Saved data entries
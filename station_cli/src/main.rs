mod cli;
mod console;
mod error_fmt;
mod logging;
mod run;

use clap::Parser;
use std::path::{Path, PathBuf};

use cli::{Cli, Commands, DEFAULT_CONFIG, JSON_MODE};
use error_fmt::{exit_code_for_error, format_error_json, humanize};
use run::RunParams;
use station_config::Config;

fn main() {
    let cli = Cli::parse();
    let _ = JSON_MODE.set(cli.json);

    if let Err(err) = real_main(cli) {
        if JSON_MODE.get().copied().unwrap_or(false) {
            eprintln!("{}", format_error_json(&err));
        } else {
            eprintln!("{}", humanize(&err));
        }
        std::process::exit(exit_code_for_error(&err));
    }
}

fn real_main(cli: Cli) -> eyre::Result<()> {
    color_eyre::install()?;

    let (cfg, source) = load_config(&cli.config)?;
    logging::init_tracing(cli.json, cli.log_level.as_deref(), &cfg.logging)?;
    match &source {
        Some(path) => tracing::info!(path = %path.display(), "config loaded"),
        None => tracing::info!("no config file at {DEFAULT_CONFIG}; using built-in defaults"),
    }

    match cli.cmd {
        Commands::Run {
            bind,
            port,
            headless,
        } => {
            let params = RunParams {
                bind,
                port,
                headless,
            };
            let reason = run::run_station(&cfg, &params)?;
            tracing::debug!(?reason, "station stopped");
            Ok(())
        }
        Commands::CheckConfig => {
            print_config(&cfg, source.as_deref(), cli.json);
            Ok(())
        }
    }
}

/// A missing file is only acceptable at the default path.
fn load_config(path: &Path) -> eyre::Result<(Config, Option<PathBuf>)> {
    if path == Path::new(DEFAULT_CONFIG) && !path.exists() {
        return Ok((Config::default(), None));
    }
    let cfg = Config::load(path)?;
    Ok((cfg, Some(path.to_path_buf())))
}

fn print_config(cfg: &Config, source: Option<&Path>, json: bool) {
    let t = &cfg.thresholds;
    let source = source.map_or_else(|| "built-in defaults".to_string(), |p| p.display().to_string());
    if json {
        let v = serde_json::json!({
            "source": source,
            "server": { "bind": cfg.server.bind, "port": cfg.server.port },
            "thresholds": {
                "min_pressure": t.min_pressure,
                "max_pressure": t.max_pressure,
                "max_flow": t.max_flow,
                "min_water_level": t.min_water_level,
            },
            "control": {
                "monitoring_active": cfg.control.monitoring_active,
                "manual_mode": cfg.control.manual_mode,
            },
            "event_log": { "capacity": cfg.event_log.capacity },
            "inverted_pressure_band": cfg.inverted_pressure_band(),
        });
        println!("{v}");
        return;
    }
    println!("config: {source}");
    println!("server: {}:{}", cfg.server.bind, cfg.server.port);
    println!(
        "thresholds: min_pressure={} max_pressure={} max_flow={} min_water_level={}",
        t.min_pressure, t.max_pressure, t.max_flow, t.min_water_level
    );
    println!(
        "control: monitoring_active={} manual_mode={}",
        cfg.control.monitoring_active, cfg.control.manual_mode
    );
    match cfg.event_log.capacity {
        Some(n) => println!("event_log: capacity={n}"),
        None => println!("event_log: unbounded"),
    }
    println!(
        "logging: level={} file={} rotation={}",
        cfg.logging.level.as_deref().unwrap_or("info"),
        cfg.logging.file.as_deref().unwrap_or("-"),
        cfg.logging.rotation.as_deref().unwrap_or("never")
    );
    if cfg.inverted_pressure_band() {
        println!("warning: min_pressure >= max_pressure leaves no hysteresis band");
    }
}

What you will do: Taking the records above line by line, count those that hold the word "server"; the number is the entire answer.

Problem solution: 2